TASK DETAILS: Please copy every line below that contains the string "breakfast".

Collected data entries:
____
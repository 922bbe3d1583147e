use clap::ValueEnum;
use serde::{Deserialize, Serialize};

use crate::meal_aggregator::calculate_meal_calories;
use crate::models::MealCalorieResult;
use crate::nutritional_matcher::NutritionalIndex;

#[derive(Debug, Clone, Copy, PartialEq, Eq, Serialize, Deserialize, ValueEnum)]
pub enum Gender {
    Male,
    Female,
}

impl Gender {
    fn kcal_per_kg(self) -> f64 {
        match self {
            Gender::Male => 35.0,
            Gender::Female => 30.0,
        }
    }
}

/// Rough daily energy requirement from body weight.
pub fn recommended_daily_calories(weight_kg: f64, gender: Gender) -> f64 {
    weight_kg * gender.kcal_per_kg()
}

#[derive(Debug, Clone, Serialize, Deserialize, PartialEq)]
pub struct DailySummary {
    pub breakfast: MealCalorieResult,
    pub lunch: MealCalorieResult,
    pub dinner: MealCalorieResult,
    pub total_calories: f64,
    pub recommended_calories: f64,
}

impl DailySummary {
    pub fn exceeds_recommendation(&self) -> bool {
        self.total_calories > self.recommended_calories
    }
}

/// Breakdown of the day's three meals against the recommended intake.
pub async fn summarize_day<S: AsRef<str>>(
    breakfast: &[S],
    lunch: &[S],
    dinner: &[S],
    recommended_calories: f64,
    nutritional_index: &NutritionalIndex<'_>,
    progress_updater: &impl Fn(String),
) -> DailySummary {
    let breakfast = calculate_meal_calories(breakfast, nutritional_index, progress_updater).await;
    let lunch = calculate_meal_calories(lunch, nutritional_index, progress_updater).await;
    let dinner = calculate_meal_calories(dinner, nutritional_index, progress_updater).await;
    let total_calories = breakfast.total_calories + lunch.total_calories + dinner.total_calories;

    DailySummary {
        breakfast,
        lunch,
        dinner,
        total_calories,
        recommended_calories,
    }
}

#[cfg(test)]
mod tests {
    use super::*;
    use crate::models::NutritionRecord;
    use crate::search::NutritionTable;

    fn no_progress(_: String) {}

    #[test]
    fn test_recommended_daily_calories() {
        assert_eq!(recommended_daily_calories(70.0, Gender::Male), 2450.0);
        assert_eq!(recommended_daily_calories(55.0, Gender::Female), 1650.0);
    }

    #[tokio::test]
    async fn test_summarize_day() {
        let table = NutritionTable::new(vec![
            NutritionRecord::new("쌀밥", "", "", "210g", 300.0),
            NutritionRecord::new("김치", "", "", "100g", 30.0),
            NutritionRecord::new("삼겹살", "", "", "100g", 1200.0),
        ]);
        let index = NutritionalIndex::local(&table);

        let summary = summarize_day(
            &["쌀밥", "김치"],
            &["쌀밥"],
            &["삼겹살", "없는음식"],
            1650.0,
            &index,
            &no_progress,
        )
        .await;

        assert_eq!(summary.breakfast.total_calories, 330.0);
        assert_eq!(summary.lunch.total_calories, 300.0);
        assert_eq!(summary.dinner.line_items, vec!["삼겹살: 1200 kcal", "없는음식"]);
        assert_eq!(summary.total_calories, 1830.0);
        assert!(summary.exceeds_recommendation());
    }
}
____
YOUR RESPONSE:
    pub breakfast: MealCalorieResult,
    breakfast: &[S],
    let breakfast = calculate_meal_calories(breakfast, nutritional_index, progress_updater).await;
    let total_calories = breakfast.total_calories + lunch.total_calories + dinner.total_calories;
        breakfast,
        assert_eq!(summary.breakfast.total_calories, 330.0);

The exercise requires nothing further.